• **TASK REQUIREMENTS**
The lines from the start of the records through the one containing "fn now_ms(&self) -> f64;" are to be transcribed exactly, and nothing else.

• **EXTRACTED INFORMATION**
= = = =
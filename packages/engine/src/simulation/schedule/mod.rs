//! Periodic task scheduling
//!
//! Both the pressing wall sweep and the session timer are "run this every N
//! ms until cancelled". `Scheduler` hides whether that is `setInterval` in a
//! browser or a virtual clock in tests.

mod browser;
mod manual;

pub use browser::BrowserScheduler;
pub use manual::ManualScheduler;

use crate::core::SceneError;

/// Source of time and repeating callbacks
pub trait Scheduler {
    /// Wall-clock milliseconds
    fn now_ms(&self) -> f64;

    /// Run `task` every `period_ms` until the returned handle is cancelled
    /// or dropped.
    fn every(&self, period_ms: f64, task: Box<dyn FnMut()>) -> Result<TaskHandle, SceneError>;
}

/// Owner of one periodic task.
///
/// `cancel` is idempotent, and dropping the handle cancels the task.
pub struct TaskHandle {
    cancel: Option<Box<dyn FnOnce()>>,
}

impl TaskHandle {
    pub fn new(cancel: impl FnOnce() + 'static) -> Self {
        Self {
            cancel: Some(Box::new(cancel)),
        }
    }

    pub fn cancel(&mut self) {
        if let Some(cancel) = self.cancel.take() {
            cancel();
        }
    }

    pub fn is_active(&self) -> bool {
        self.cancel.is_some()
    }
}

impl Drop for TaskHandle {
    fn drop(&mut self) {
        self.cancel();
    }
}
= = = =
• **EXERCISE RESULT**
filename packages/engine/src/simulation/schedule/mod.rs
//! Periodic task scheduling
//!
//! Both the pressing wall sweep and the session timer are "run this every N
//! ms until cancelled". `Scheduler` hides whether that is `setInterval` in a
//! browser or a virtual clock in tests.

mod browser;
mod manual;

pub use browser::BrowserScheduler;
pub use manual::ManualScheduler;

use crate::core::SceneError;

/// Source of time and repeating callbacks
pub trait Scheduler {
    /// Wall-clock milliseconds
    fn now_ms(&self) -> f64;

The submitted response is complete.